Got questions? We’re doing a special live Q&A at 1pm today over on FT.com — you can reach us here. Thanks to all those who’ve written in so far.
This week: is AI taking jobs, or not?
If you’ve been reading the news on this question, you could be forgiven for being . . . pretty confused. Recent headlines include: “The age of AI layoffs is already here”, “AI is not killing jobs” and “For Some Recent Graduates, the A.I. Job Apocalypse May Already Be Here”. How are people coming to such wildly different conclusions? Over to John for a dive into the data…
John writes
This really comes down to what scale of disruption we’re talking about. If the question is whether we are seeing widespread AI-driven displacement of roles across a range of sectors and countries, then the answer is “no”. Dozens of analyses — including from yours truly — have explored this over recent months using labour force survey data from the US, UK and western Europe and have consistently found no clear relationship between exposure to AI and trends in employment.

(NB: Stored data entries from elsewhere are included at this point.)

use std::collections::HashMap;

use chrono::Utc;
use tokio::sync::RwLock;

use crate::state::MessageLog;
use crate::types::{Message, MessageKind, SessionError, SubscriptionId};

/// Observer callback invoked with every accepted message.
///
/// Observers only read the delivered message; they must not call back into
/// the hub, which would deadlock on the log lock.
pub type Observer = Box<dyn Fn(&Message) + Send + Sync>;

/// Single entry point through which new messages enter the log and reach
/// subscribers.
///
/// The log's write lock is held across append and notification, so
/// concurrent publishes are serialized: log order is total and matches
/// notification order, and all notifications for one message complete
/// before the next publish appends.
pub struct BroadcastHub {
    log: RwLock<MessageLog>,
    subscribers: RwLock<HashMap<SubscriptionId, Observer>>,
}

impl BroadcastHub {
    pub fn new() -> Self {
        Self {
            log: RwLock::new(MessageLog::new()),
            subscribers: RwLock::new(HashMap::new()),
        }
    }

    /// Register an observer. The returned handle can later be passed to
    /// `unsubscribe`.
    pub async fn subscribe(&self, observer: Observer) -> SubscriptionId {
        let handle = ulid::Ulid::new().to_string();
        self.subscribers
            .write()
            .await
            .insert(handle.clone(), observer);
        handle
    }

    /// Remove a subscription. No-op if the handle is unknown or already
    /// removed.
    pub async fn unsubscribe(&self, handle: &SubscriptionId) {
        self.subscribers.write().await.remove(handle);
    }

    /// Validate, append and deliver a new message.
    ///
    /// Accept-or-reject is atomic: a rejected message is neither appended
    /// nor delivered to any subscriber.
    pub async fn publish(
        &self,
        sender_id: &str,
        sender_name: &str,
        content: &str,
        kind: MessageKind,
    ) -> Result<Message, SessionError> {
        if content.trim().is_empty() {
            return Err(SessionError::InvalidMessage("content must not be empty"));
        }
        if sender_id.is_empty() {
            return Err(SessionError::InvalidMessage("sender id must not be empty"));
        }

        let mut log = self.log.write().await;

        // The wall clock can step backwards between publishes; clamp so
        // the log stays non-decreasing in timestamp.
        let mut timestamp = Utc::now();
        if let Some(last) = log.last() {
            if timestamp < last.timestamp {
                timestamp = last.timestamp;
            }
        }

        let message = Message {
            id: ulid::Ulid::new().to_string(),
            sender_id: sender_id.to_string(),
            sender_name: sender_name.to_string(),
            content: content.to_string(),
            timestamp,
            kind,
        };

        log.append(message.clone())?;

        let subscribers = self.subscribers.read().await;
        for observer in subscribers.values() {
            observer(&message);
        }

        Ok(message)
    }

    /// Snapshot of the full history in append order.
    pub async fn messages(&self) -> Vec<Message> {
        self.log.read().await.all().to_vec()
    }

    /// Number of logged messages matching the predicate.
    pub async fn message_count<P>(&self, predicate: P) -> usize
    where
        P: Fn(&Message) -> bool,
    {
        self.log.read().await.count(predicate)
    }

    pub async fn subscriber_count(&self) -> usize {
        self.subscribers.read().await.len()
    }

    pub(crate) async fn clear_log(&self) {
        self.log.write().await.clear();
    }
}

impl Default for BroadcastHub {
    fn default() -> Self {
        Self::new()
    }
}
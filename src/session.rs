use std::sync::atomic::{AtomicBool, Ordering};
use std::sync::Arc;

use rand::RngCore;
use tokio::sync::RwLock;

use crate::broadcast::BroadcastHub;
use crate::config::SessionConfig;
use crate::simulator::TrafficSimulator;
use crate::state::Roster;
use crate::types::{
    Message, MessageKind, SessionError, User, SYSTEM_SENDER_ID, SYSTEM_SENDER_NAME,
};

/// One participant's view of the room: roster, history, broadcast and
/// synthetic traffic composed into a unit that lives from login to logout.
pub struct Session {
    hub: Arc<BroadcastHub>,
    roster: Arc<RwLock<Roster>>,
    simulator: TrafficSimulator,
    local_user: User,
    closed: AtomicBool,
}

impl Session {
    /// Begin a session for the given local user: seed the roster, announce
    /// the welcome message, start synthetic traffic.
    ///
    /// The local user is always a roster member; it is inserted first when
    /// `peers` does not already contain it.
    pub async fn start(
        local_user: User,
        peers: Vec<User>,
        config: SessionConfig,
    ) -> Result<Self, SessionError> {
        Self::start_inner(local_user, peers, config, None).await
    }

    /// Like `start` but with a caller-supplied randomness source for the
    /// traffic simulator.
    pub async fn start_with_rng(
        local_user: User,
        peers: Vec<User>,
        config: SessionConfig,
        rng: Box<dyn RngCore + Send>,
    ) -> Result<Self, SessionError> {
        Self::start_inner(local_user, peers, config, Some(rng)).await
    }

    async fn start_inner(
        local_user: User,
        peers: Vec<User>,
        config: SessionConfig,
        rng: Option<Box<dyn RngCore + Send>>,
    ) -> Result<Self, SessionError> {
        let mut members = peers;
        if !members.iter().any(|u| u.id == local_user.id) {
            members.insert(0, local_user.clone());
        }

        let mut roster = Roster::new();
        roster.seed(members);

        let hub = Arc::new(BroadcastHub::new());
        let roster = Arc::new(RwLock::new(roster));

        let simulator = match rng {
            Some(rng) => TrafficSimulator::with_rng(
                Arc::clone(&hub),
                Arc::clone(&roster),
                local_user.id.clone(),
                config,
                rng,
            ),
            None => TrafficSimulator::new(
                Arc::clone(&hub),
                Arc::clone(&roster),
                local_user.id.clone(),
                config,
            ),
        };

        let session = Self {
            hub,
            roster,
            simulator,
            local_user,
            closed: AtomicBool::new(false),
        };

        session
            .hub
            .publish(
                SYSTEM_SENDER_ID,
                SYSTEM_SENDER_NAME,
                &format!("Welcome to ChatApp, {}!", session.local_user.username),
                MessageKind::System,
            )
            .await?;

        session.simulator.start().await;
        tracing::info!(user = %session.local_user.username, "session started");

        Ok(session)
    }

    /// Publish a text message from the local user.
    ///
    /// Trimming the input is the caller's job; blank content is still
    /// rejected here.
    pub async fn send_local_message(&self, content: &str) -> Result<Message, SessionError> {
        if self.closed.load(Ordering::Acquire) {
            return Err(SessionError::SessionClosed);
        }
        self.hub
            .publish(
                &self.local_user.id,
                &self.local_user.username,
                content,
                MessageKind::Text,
            )
            .await
    }

    /// End the session: halt synthetic traffic and discard roster and
    /// history. Idempotent.
    pub async fn stop(&self) {
        if self.closed.swap(true, Ordering::AcqRel) {
            return;
        }
        self.simulator.stop().await;
        self.roster.write().await.clear();
        self.hub.clear_log().await;
        tracing::info!(user = %self.local_user.username, "session stopped");
    }

    pub fn is_running(&self) -> bool {
        !self.closed.load(Ordering::Acquire)
    }

    /// Roster snapshot in seed order.
    pub async fn users(&self) -> Vec<User> {
        self.roster.read().await.all().to_vec()
    }

    /// History snapshot in append order.
    pub async fn messages(&self) -> Vec<Message> {
        self.hub.messages().await
    }

    pub fn hub(&self) -> &Arc<BroadcastHub> {
        &self.hub
    }

    pub fn local_user(&self) -> &User {
        &self.local_user
    }
}

#[cfg(test)]
mod tests {
    use super::*;

    fn ann() -> User {
        User::new("u0", "Ann", true)
    }

    #[tokio::test]
    async fn test_start_inserts_local_user_when_missing() {
        let session = Session::start(
            ann(),
            vec![User::new("1", "Alice", true)],
            SessionConfig::default(),
        )
        .await
        .unwrap();

        let users = session.users().await;
        assert_eq!(users.len(), 2);
        assert_eq!(users[0].id, "u0");
        assert_eq!(users[1].id, "1");

        session.stop().await;
    }

    #[tokio::test]
    async fn test_start_keeps_given_roster_order_when_local_present() {
        let session = Session::start(
            ann(),
            vec![ann(), User::new("1", "Alice", true)],
            SessionConfig::default(),
        )
        .await
        .unwrap();

        let users = session.users().await;
        assert_eq!(users.len(), 2);
        assert_eq!(users[0].id, "u0");

        session.stop().await;
    }

    #[tokio::test]
    async fn test_start_publishes_welcome() {
        let session = Session::start(ann(), Vec::new(), SessionConfig::default())
            .await
            .unwrap();

        let messages = session.messages().await;
        assert_eq!(messages.len(), 1);
        assert_eq!(messages[0].kind, MessageKind::System);
        assert_eq!(messages[0].sender_id, SYSTEM_SENDER_ID);
        assert_eq!(messages[0].sender_name, SYSTEM_SENDER_NAME);
        assert_eq!(messages[0].content, "Welcome to ChatApp, Ann!");

        session.stop().await;
    }

    #[tokio::test]
    async fn test_send_after_stop_fails_closed() {
        let session = Session::start(ann(), Vec::new(), SessionConfig::default())
            .await
            .unwrap();

        session.stop().await;
        assert!(!session.is_running());

        let result = session.send_local_message("hi").await;
        assert_eq!(result, Err(SessionError::SessionClosed));
    }

    #[tokio::test]
    async fn test_stop_releases_state_and_is_idempotent() {
        let session = Session::start(
            ann(),
            vec![User::new("1", "Alice", true)],
            SessionConfig::default(),
        )
        .await
        .unwrap();
        session.send_local_message("hi").await.unwrap();

        session.stop().await;
        session.stop().await;

        assert!(session.users().await.is_empty());
        assert!(session.messages().await.is_empty());
    }
}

But if the question is whether there is any indication that generative AI may be displacing some types of work from specific slivers of the economy, then the answer ranges from “maybe” to “yes”.
The “yes” refers to online gig work, where we’ve had strong evidence for more than two years that freelance graphic designers and copywriters have seen reductions in both work volumes and rates of pay since the arrival of OpenAI’s ChatGPT. Gig workers are often left out of the labour market conversation, but this is a real and important finding.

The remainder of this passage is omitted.